It may be 2026‚ but a look at the Academy Awards’ best picture and acting nominees shows an interesting trend. There’s really only one big-money “Hollywood” movie sparkling in the lineup (“F1”); the rest are films very much taking up the mantle of the personal, character-driven filmmaking of the 1970s, with the nominated actors eschewing easy star parts for more grit-and-gruel performances that favor intensity over adoration.
Two of the nominated movies pit two generations directly against each other: “Marty Supreme” powerhouse Timothée Chalamet is situated right next to the actor most people compare him to, “One Battle After Another” star Leonardo DiCaprio, who is 20-plus years his senior. Both of their films are broadly visionary, nerve-jangling opuses about different forms of men-children—characters ripped from the 1970s playbook, where the antihero reigns—and both actors give themselves over to the roles completely. There is more than a trace of Jack Nicholson in “The Last Detail” (1973) or “One Flew Over the Cuckoo’s Nest” (1975), or of a “Dog Day Afternoon”–style Al Pacino, rattling around in these portrayals. DiCaprio’s perpetually stoned revolutionary dad and Chalamet’s garrulous, uber-confident ping-pong whiz are both antiheroes who could sit easily in a Bob Rafelson or Hal Ashby project, and both anchor films that are defiantly of their time yet somehow ageless.
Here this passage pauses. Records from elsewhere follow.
use std::str::FromStr;

use thiserror::Error;

/// Menu selections understood by the lending desk.
#[derive(Debug, Clone, Copy, PartialEq, Eq)]
pub enum Command {
    List,
    Borrow,
    Return,
    Exit,
}

/// Malformed menu selection.
#[derive(Error, Debug, Clone, PartialEq, Eq)]
pub enum CommandError {
    #[error("Error: Please enter a valid number.")]
    NotANumber(String),

    #[error("Bad choice try again")]
    OutOfRange(i64),
}

/// Parses one menu line.
///
/// The whole line, with surrounding whitespace trimmed, must be a decimal
/// integer between 1 and 4. Anything after the number (as in `3 Dune`) makes
/// the line a non-number; the title is always read from its own line.
impl FromStr for Command {
    type Err = CommandError;

    fn from_str(input: &str) -> Result<Self, Self::Err> {
        let input = input.trim();
        let choice: i64 = input
            .parse()
            .map_err(|_| CommandError::NotANumber(input.to_string()))?;

        match choice {
            1 => Ok(Self::List),
            2 => Ok(Self::Borrow),
            3 => Ok(Self::Return),
            4 => Ok(Self::Exit),
            other => Err(CommandError::OutOfRange(other)),
        }
    }
}
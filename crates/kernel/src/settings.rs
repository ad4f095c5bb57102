use std::path::Path;

use anyhow::{anyhow, Context};
use rust_decimal::Decimal;
use serde::Deserialize;
use shelf_catalog::{CatalogEntry, EntryFields, EntryKind, StockLine};

/// Deployment environment the application is running in.
#[derive(Debug, Clone, Deserialize, PartialEq, Eq, Default)]
#[serde(rename_all = "lowercase")]
pub enum Environment {
    #[default]
    Local,
    Staging,
    Production,
}

/// Top-level configuration structure loaded from layered sources.
#[derive(Debug, Clone, Deserialize, Default)]
pub struct Settings {
    #[serde(default)]
    pub environment: Environment,
    #[serde(default)]
    pub library: LibrarySettings,
    #[serde(default)]
    pub telemetry: TelemetrySettings,
}

impl Settings {
    /// Load configuration by layering `.env`, base file, environment overlay
    /// and `SHELF__*` variables.
    ///
    /// `config_dir` defaults to the `config` directory under the current
    /// working directory.
    pub fn load_from(environment: &str, config_dir: Option<&Path>) -> anyhow::Result<Self> {
        // Allow missing `.env` files without failing.
        let _ = dotenvy::dotenv();

        let config_dir = match config_dir {
            Some(dir) => dir.to_path_buf(),
            None => std::env::current_dir()
                .map(|cwd| cwd.join("config"))
                .with_context(|| "unable to resolve current directory")?,
        };

        let base_path = config_dir.join("base.toml");
        let environment_path = config_dir.join(format!("{}.toml", environment));

        let builder = config::Config::builder()
            .add_source(config::File::from(base_path).required(false))
            .add_source(config::File::from(environment_path).required(false))
            .add_source(config::Environment::with_prefix("SHELF").separator("__"));

        let cfg = builder
            .build()
            .with_context(|| "failed to build configuration")?;

        let mut settings: Settings = cfg
            .try_deserialize()
            .with_context(|| "failed to deserialize configuration")?;

        // Override environment field with parsed enum variant.
        settings.environment = match environment {
            "local" => Environment::Local,
            "staging" => Environment::Staging,
            "production" => Environment::Production,
            other => {
                return Err(anyhow!(
                    "unsupported environment '{}'; expected local/staging/production",
                    other
                ));
            }
        };

        tracing::debug!(
            env = ?settings.environment,
            config_dir = %config_dir.display(),
            "settings loaded"
        );
        Ok(settings)
    }
}

#[derive(Debug, Clone, Deserialize)]
pub struct LibrarySettings {
    #[serde(default = "LibrarySettings::default_name")]
    pub name: String,
    #[serde(default = "LibrarySettings::default_assistant")]
    pub assistant: String,
    /// Stock the collection that ships with the application.
    #[serde(default = "LibrarySettings::default_builtin_collection")]
    pub builtin_collection: bool,
    /// Extra titles declared in configuration.
    #[serde(default)]
    pub stock: Vec<StockSettings>,
}

impl LibrarySettings {
    fn default_name() -> String {
        "The Wall".to_string()
    }

    fn default_assistant() -> String {
        "Alica".to_string()
    }

    fn default_builtin_collection() -> bool {
        true
    }
}

impl Default for LibrarySettings {
    fn default() -> Self {
        Self {
            name: Self::default_name(),
            assistant: Self::default_assistant(),
            builtin_collection: Self::default_builtin_collection(),
            stock: Vec::new(),
        }
    }
}

/// Catalog kind of a configured stock line.
#[derive(Debug, Clone, Copy, Deserialize, PartialEq, Eq, Default)]
#[serde(rename_all = "lowercase")]
pub enum StockKind {
    #[default]
    Standard,
    Illustrated,
    Collectible,
}

/// One `[[library.stock]]` table.
#[derive(Debug, Clone, Deserialize)]
pub struct StockSettings {
    pub title: String,
    pub author: String,
    #[serde(default)]
    pub genre: Option<String>,
    pub pages: i32,
    #[serde(default)]
    pub language: Option<String>,
    pub price: Decimal,
    pub quantity: i32,
    #[serde(default)]
    pub kind: StockKind,
    #[serde(default)]
    pub has_illustrations: bool,
    #[serde(default)]
    pub signed: bool,
    #[serde(default)]
    pub rare: bool,
}

impl StockSettings {
    pub fn entry_kind(&self) -> EntryKind {
        match self.kind {
            StockKind::Standard => EntryKind::Standard,
            StockKind::Illustrated => EntryKind::Illustrated {
                has_illustrations: self.has_illustrations,
            },
            StockKind::Collectible => EntryKind::Collectible {
                signed: self.signed,
                rare: self.rare,
            },
        }
    }

    /// Validate the configured fields into a stock line.
    pub fn to_stock_line(&self) -> anyhow::Result<StockLine> {
        let fields = EntryFields {
            title: self.title.clone(),
            author: self.author.clone(),
            genre: self.genre.clone(),
            page_count: self.pages,
            language: self.language.clone(),
            base_price: self.price,
        };
        let entry = CatalogEntry::new(fields, self.entry_kind())
            .with_context(|| format!("invalid stock entry '{}'", self.title))?;
        Ok(StockLine::new(entry, self.quantity))
    }
}

#[derive(Debug, Clone, Deserialize)]
pub struct TelemetrySettings {
    #[serde(default = "TelemetrySettings::default_filter")]
    pub filter: String,
    #[serde(default)]
    pub log_format: LogFormat,
}

impl TelemetrySettings {
    fn default_filter() -> String {
        "warn".to_string()
    }
}

impl Default for TelemetrySettings {
    fn default() -> Self {
        Self {
            filter: Self::default_filter(),
            log_format: LogFormat::Pretty,
        }
    }
}

#[derive(Debug, Clone, Deserialize, PartialEq, Eq, Default)]
#[serde(rename_all = "lowercase")]
pub enum LogFormat {
    #[default]
    Pretty,
    Json,
}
First-time nominee Michael B. Jordan’s double role in “Sinners”—with its two clearly defined brothers-in-crime-and-life—seems to use Jordan’s movie star wattage at a lower register. His performance feels more indebted to a “Claudine”-era James Earl Jones or Burt Reynolds in 1972’s “Deliverance‚” mixed with ’70s Black action-star swagger (think Fred Williamson or Richard Roundtree), versus later luminaries like Denzel Washington or Jamie Foxx, who seem to have influenced much of Jordan’s past work.
Joachim Trier’s Norwegian gem “Sentimental Value‚” with all four of its central performers nominated, also taps into the decade’s sensibilities. The performances and Trier’s elegant held takes and use of close-ups evoke the emotional rigor of Ingmar Bergman, whose bold, unflinching dramas crossed into mainstream Oscar contention with films like “Cries and Whispers” (1972) and “Autumn Sonata” (1978).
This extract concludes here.